**EXERCISE REQUIREMENTS**
How many lines in these records include the string "EnvFilter"? Reply with that number alone.

**DATA**
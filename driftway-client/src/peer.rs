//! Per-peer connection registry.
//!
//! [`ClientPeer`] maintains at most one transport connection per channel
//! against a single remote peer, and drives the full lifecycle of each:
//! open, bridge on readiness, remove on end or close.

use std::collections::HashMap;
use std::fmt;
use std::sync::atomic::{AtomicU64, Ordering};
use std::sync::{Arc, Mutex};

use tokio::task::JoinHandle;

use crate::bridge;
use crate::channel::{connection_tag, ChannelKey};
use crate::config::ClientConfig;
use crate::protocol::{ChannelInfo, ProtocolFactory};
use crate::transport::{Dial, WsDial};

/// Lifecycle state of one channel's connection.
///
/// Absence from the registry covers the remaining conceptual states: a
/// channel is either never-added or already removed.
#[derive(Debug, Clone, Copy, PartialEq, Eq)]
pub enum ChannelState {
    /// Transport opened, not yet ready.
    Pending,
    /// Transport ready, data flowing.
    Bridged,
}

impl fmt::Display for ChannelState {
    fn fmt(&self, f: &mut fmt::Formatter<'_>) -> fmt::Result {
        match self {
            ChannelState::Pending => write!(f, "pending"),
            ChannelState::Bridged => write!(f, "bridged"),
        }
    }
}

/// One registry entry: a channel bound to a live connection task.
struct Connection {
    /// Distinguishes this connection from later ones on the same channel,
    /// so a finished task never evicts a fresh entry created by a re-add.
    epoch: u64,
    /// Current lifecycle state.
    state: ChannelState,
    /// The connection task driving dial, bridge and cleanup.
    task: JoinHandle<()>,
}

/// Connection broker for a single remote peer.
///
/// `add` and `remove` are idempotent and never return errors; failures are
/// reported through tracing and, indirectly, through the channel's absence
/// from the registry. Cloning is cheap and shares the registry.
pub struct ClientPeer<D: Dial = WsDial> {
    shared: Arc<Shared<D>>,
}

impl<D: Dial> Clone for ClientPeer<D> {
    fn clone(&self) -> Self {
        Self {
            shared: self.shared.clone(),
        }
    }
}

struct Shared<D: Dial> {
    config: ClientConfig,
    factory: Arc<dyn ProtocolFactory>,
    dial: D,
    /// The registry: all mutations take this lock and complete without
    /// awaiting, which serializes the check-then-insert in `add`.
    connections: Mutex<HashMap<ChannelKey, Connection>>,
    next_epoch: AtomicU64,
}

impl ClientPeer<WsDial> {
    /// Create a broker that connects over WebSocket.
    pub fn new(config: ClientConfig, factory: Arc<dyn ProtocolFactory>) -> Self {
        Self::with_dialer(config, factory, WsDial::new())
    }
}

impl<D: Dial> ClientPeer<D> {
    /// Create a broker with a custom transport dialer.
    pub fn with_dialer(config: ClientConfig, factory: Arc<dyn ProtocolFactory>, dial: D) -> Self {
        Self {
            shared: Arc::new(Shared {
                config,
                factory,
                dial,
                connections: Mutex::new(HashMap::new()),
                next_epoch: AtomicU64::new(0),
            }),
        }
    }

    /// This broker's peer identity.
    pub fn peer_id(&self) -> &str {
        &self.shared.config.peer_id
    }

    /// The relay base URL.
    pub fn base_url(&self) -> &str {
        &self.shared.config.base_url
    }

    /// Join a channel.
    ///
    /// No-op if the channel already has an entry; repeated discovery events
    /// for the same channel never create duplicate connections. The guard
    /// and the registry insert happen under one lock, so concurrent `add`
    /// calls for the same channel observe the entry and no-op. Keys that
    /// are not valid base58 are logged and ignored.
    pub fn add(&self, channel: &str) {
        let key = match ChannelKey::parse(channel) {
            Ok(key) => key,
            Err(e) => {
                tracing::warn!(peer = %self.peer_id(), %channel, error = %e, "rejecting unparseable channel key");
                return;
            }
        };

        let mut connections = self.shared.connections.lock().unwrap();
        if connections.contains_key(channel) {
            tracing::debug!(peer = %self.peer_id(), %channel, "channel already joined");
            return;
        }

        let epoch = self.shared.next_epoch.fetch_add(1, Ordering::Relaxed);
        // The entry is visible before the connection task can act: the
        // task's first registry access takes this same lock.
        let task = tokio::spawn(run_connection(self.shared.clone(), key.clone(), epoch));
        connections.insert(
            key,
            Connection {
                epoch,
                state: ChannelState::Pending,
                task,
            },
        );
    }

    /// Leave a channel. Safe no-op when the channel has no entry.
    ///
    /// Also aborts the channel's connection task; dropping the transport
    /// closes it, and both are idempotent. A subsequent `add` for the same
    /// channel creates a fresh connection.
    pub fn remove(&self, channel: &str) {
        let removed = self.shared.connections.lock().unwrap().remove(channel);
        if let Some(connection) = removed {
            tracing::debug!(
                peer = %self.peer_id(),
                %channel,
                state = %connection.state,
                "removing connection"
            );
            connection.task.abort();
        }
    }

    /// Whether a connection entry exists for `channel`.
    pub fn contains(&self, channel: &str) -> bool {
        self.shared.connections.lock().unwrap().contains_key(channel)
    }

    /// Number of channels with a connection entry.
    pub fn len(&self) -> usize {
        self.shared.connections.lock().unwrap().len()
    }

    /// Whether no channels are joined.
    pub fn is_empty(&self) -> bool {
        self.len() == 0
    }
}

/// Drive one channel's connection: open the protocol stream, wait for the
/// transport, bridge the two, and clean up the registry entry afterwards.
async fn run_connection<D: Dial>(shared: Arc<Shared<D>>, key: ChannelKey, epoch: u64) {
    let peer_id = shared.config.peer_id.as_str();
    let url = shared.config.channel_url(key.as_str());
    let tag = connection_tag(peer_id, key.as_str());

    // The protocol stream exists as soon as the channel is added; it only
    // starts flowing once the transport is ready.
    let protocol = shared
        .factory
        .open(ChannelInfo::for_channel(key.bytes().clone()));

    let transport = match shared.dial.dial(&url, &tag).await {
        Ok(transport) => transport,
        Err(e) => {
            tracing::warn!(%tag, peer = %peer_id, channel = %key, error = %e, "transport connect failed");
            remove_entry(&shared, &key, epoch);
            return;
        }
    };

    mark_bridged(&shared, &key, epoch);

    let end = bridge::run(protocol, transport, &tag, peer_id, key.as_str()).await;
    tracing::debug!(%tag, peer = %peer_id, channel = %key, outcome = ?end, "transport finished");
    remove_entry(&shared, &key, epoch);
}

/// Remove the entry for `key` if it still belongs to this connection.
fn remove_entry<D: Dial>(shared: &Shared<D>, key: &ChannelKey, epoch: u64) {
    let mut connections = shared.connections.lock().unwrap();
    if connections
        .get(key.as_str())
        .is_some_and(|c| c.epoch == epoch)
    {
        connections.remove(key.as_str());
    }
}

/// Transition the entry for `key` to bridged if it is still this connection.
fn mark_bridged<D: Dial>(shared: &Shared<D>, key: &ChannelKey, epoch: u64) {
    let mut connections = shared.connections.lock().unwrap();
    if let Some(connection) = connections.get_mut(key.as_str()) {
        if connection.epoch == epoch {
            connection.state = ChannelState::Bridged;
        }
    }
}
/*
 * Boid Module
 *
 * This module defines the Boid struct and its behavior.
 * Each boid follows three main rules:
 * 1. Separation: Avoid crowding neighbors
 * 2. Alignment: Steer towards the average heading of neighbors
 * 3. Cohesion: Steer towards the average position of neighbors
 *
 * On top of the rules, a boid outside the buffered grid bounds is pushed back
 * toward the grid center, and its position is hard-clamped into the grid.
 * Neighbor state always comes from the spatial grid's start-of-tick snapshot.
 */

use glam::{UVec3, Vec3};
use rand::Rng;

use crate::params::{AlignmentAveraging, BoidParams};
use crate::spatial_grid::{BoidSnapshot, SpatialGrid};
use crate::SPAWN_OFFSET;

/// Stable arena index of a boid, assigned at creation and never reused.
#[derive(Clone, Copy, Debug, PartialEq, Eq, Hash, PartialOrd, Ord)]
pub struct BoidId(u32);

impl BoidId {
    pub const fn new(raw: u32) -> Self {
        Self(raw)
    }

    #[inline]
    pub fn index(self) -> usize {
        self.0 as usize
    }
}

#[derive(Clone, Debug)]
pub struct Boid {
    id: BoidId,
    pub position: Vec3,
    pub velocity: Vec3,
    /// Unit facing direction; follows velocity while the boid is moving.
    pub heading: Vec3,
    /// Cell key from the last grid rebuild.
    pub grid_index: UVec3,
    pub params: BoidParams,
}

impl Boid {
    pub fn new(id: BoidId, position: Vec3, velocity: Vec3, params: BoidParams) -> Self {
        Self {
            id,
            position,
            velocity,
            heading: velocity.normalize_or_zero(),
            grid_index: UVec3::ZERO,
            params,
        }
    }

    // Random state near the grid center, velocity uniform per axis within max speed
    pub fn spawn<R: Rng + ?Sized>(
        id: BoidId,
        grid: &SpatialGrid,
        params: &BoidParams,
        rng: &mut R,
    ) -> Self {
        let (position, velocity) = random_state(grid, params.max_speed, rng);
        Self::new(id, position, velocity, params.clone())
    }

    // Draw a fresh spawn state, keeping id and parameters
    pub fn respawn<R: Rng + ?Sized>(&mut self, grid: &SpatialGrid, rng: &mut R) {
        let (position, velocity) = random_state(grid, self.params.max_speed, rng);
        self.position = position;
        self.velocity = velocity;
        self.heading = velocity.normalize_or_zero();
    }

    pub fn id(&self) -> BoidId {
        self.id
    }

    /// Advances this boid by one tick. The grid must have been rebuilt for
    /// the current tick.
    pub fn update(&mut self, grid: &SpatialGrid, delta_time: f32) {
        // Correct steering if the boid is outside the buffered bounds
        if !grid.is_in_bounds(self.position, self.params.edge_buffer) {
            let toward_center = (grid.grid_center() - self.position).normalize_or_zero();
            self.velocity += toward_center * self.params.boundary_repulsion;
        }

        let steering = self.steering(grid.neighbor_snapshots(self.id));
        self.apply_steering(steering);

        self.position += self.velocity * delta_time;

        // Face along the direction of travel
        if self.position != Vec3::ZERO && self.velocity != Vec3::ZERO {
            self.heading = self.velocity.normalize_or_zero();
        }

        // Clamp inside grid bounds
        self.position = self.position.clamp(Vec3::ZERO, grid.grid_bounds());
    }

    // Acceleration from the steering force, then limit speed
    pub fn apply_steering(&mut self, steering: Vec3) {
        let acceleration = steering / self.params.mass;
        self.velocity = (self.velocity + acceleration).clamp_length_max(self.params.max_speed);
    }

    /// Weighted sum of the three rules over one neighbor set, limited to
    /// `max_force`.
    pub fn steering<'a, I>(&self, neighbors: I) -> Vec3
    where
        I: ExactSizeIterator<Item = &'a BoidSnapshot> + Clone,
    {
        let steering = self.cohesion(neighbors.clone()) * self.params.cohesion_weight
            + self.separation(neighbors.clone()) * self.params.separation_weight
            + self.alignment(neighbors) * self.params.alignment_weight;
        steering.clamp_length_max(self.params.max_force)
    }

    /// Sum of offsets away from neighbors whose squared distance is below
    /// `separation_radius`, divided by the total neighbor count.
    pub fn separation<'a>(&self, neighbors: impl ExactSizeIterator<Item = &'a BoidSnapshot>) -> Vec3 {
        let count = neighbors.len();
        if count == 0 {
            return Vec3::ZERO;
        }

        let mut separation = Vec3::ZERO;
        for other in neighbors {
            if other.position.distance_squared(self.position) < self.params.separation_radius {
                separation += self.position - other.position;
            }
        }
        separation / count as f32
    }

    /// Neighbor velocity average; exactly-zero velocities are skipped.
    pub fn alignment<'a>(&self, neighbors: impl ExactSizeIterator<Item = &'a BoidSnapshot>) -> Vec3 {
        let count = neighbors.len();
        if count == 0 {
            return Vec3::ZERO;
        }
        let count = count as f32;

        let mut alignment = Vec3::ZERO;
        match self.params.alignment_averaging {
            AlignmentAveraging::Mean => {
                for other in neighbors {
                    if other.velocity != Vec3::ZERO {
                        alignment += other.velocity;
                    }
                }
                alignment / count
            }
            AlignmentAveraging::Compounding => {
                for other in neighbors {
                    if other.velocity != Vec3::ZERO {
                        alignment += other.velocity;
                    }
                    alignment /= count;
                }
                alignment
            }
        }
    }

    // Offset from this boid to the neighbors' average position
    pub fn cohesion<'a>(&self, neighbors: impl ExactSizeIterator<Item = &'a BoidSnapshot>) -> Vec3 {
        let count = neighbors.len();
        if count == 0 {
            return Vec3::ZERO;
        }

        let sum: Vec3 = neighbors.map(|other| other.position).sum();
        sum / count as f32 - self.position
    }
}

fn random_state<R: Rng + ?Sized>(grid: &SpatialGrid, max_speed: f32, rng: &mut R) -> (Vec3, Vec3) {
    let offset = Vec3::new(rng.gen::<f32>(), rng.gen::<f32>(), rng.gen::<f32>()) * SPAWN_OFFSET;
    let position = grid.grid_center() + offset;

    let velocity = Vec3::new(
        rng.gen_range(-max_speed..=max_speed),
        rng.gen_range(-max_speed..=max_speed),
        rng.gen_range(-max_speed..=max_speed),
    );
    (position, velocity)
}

==

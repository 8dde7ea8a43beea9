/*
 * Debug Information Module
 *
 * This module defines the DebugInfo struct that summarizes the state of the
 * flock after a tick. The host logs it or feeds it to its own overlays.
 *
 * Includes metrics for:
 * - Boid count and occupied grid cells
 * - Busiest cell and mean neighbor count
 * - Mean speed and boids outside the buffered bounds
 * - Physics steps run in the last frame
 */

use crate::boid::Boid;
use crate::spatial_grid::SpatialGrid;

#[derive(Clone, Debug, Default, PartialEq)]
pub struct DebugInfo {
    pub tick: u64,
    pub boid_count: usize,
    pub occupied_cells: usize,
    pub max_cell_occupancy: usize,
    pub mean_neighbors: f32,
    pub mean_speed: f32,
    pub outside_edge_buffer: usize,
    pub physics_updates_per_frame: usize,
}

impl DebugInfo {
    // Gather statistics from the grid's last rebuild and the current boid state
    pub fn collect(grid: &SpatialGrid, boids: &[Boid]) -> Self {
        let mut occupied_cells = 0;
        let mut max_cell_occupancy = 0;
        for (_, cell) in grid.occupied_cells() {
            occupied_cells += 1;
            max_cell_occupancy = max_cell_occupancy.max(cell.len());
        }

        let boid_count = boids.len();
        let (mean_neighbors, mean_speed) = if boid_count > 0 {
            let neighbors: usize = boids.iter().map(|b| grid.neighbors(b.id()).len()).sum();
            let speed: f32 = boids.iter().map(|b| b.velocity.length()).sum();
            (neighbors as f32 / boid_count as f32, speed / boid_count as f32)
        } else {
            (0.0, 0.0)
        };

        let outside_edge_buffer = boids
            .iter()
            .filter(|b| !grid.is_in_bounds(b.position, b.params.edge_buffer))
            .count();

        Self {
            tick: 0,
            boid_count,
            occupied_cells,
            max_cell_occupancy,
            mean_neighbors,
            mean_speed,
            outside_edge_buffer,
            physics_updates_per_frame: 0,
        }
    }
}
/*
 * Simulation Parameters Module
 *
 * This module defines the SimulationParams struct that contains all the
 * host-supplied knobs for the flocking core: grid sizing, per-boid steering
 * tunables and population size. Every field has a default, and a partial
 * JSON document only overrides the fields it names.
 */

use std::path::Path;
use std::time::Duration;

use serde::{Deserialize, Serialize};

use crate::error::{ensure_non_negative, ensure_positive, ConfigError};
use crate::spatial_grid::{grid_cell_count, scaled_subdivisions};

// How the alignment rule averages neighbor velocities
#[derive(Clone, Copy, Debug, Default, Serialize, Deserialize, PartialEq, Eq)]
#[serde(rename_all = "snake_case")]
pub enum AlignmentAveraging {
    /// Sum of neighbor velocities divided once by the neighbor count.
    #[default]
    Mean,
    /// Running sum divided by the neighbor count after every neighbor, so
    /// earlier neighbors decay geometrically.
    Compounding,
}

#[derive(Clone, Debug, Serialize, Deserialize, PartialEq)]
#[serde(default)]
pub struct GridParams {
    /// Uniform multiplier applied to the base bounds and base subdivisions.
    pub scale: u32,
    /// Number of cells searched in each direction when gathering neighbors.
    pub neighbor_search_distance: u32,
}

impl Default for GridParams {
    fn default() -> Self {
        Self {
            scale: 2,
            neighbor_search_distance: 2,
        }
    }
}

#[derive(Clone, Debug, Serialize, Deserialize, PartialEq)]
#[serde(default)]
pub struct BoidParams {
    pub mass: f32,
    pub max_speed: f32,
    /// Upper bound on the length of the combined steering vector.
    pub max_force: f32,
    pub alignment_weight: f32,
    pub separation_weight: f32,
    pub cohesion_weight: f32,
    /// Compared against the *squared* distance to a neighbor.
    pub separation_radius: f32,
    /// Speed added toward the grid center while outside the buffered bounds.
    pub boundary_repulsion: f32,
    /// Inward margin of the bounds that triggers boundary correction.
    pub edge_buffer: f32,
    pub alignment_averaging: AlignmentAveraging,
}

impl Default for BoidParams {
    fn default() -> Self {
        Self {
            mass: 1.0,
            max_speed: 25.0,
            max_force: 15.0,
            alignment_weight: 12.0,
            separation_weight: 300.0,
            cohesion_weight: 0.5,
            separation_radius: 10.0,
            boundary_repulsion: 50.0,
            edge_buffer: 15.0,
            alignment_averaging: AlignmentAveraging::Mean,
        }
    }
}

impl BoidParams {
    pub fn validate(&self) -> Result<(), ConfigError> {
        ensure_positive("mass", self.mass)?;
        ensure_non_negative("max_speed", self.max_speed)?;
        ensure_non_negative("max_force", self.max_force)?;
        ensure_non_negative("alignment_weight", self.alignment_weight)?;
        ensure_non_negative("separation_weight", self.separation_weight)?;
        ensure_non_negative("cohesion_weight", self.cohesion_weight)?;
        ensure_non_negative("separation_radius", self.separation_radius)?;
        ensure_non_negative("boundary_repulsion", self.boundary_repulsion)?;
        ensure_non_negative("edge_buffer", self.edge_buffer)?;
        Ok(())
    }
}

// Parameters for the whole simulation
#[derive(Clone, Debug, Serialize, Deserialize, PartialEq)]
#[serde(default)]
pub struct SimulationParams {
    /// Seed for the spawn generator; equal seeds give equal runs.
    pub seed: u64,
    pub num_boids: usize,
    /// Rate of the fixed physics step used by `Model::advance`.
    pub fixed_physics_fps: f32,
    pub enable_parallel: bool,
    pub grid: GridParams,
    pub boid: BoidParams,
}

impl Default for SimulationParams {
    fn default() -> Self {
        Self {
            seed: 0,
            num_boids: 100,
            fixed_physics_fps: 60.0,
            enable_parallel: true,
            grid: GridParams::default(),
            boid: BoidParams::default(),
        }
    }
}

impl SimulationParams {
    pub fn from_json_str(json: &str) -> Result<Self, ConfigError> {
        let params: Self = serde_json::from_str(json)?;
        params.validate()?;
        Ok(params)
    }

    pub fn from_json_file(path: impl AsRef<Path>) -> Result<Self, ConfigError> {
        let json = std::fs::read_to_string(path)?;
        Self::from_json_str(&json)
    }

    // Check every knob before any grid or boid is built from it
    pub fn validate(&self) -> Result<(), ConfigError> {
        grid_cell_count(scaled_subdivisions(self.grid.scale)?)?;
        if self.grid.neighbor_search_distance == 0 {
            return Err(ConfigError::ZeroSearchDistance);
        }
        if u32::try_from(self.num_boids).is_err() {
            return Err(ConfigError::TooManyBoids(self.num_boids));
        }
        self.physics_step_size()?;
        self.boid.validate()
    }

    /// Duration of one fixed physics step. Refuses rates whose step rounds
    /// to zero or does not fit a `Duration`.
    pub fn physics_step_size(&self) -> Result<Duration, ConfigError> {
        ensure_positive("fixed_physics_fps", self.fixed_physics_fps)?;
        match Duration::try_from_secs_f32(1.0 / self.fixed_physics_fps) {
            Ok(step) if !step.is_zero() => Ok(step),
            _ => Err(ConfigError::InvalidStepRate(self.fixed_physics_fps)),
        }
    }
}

* * *

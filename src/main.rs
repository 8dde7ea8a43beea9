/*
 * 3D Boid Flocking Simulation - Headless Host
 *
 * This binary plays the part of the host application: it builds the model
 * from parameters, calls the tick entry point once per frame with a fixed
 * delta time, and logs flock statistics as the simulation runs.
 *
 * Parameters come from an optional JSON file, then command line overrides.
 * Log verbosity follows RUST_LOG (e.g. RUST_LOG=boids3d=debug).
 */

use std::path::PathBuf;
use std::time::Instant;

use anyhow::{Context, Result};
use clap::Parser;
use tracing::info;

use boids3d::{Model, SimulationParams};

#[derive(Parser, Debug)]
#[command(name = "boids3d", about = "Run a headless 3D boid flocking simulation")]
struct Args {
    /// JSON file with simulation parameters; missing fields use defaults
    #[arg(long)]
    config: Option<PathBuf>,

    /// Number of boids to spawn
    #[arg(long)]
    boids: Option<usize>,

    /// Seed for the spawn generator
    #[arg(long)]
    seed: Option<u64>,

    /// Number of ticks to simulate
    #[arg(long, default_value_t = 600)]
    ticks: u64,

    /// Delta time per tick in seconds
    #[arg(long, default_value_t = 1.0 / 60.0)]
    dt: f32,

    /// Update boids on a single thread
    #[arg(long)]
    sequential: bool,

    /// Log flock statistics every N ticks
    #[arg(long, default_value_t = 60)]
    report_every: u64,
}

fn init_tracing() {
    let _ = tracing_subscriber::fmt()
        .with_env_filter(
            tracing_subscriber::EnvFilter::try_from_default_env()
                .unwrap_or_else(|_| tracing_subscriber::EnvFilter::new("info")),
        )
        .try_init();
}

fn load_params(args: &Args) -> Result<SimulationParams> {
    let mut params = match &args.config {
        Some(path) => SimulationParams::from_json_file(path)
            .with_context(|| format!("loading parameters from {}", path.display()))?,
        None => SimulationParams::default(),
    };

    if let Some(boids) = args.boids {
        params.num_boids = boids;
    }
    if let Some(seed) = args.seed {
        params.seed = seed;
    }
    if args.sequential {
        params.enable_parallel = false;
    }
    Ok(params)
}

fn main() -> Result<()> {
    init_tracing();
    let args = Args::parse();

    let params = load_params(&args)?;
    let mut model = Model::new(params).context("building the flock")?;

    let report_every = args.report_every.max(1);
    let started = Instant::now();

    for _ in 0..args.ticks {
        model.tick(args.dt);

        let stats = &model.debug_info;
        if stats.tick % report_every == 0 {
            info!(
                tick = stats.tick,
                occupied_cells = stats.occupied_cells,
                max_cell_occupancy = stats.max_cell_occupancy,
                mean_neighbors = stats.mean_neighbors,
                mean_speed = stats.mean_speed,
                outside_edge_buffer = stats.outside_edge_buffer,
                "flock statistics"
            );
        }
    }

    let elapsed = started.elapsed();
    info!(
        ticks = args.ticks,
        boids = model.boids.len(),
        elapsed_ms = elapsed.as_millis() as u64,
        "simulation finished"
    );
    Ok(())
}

**YOUR SOLUTION**
2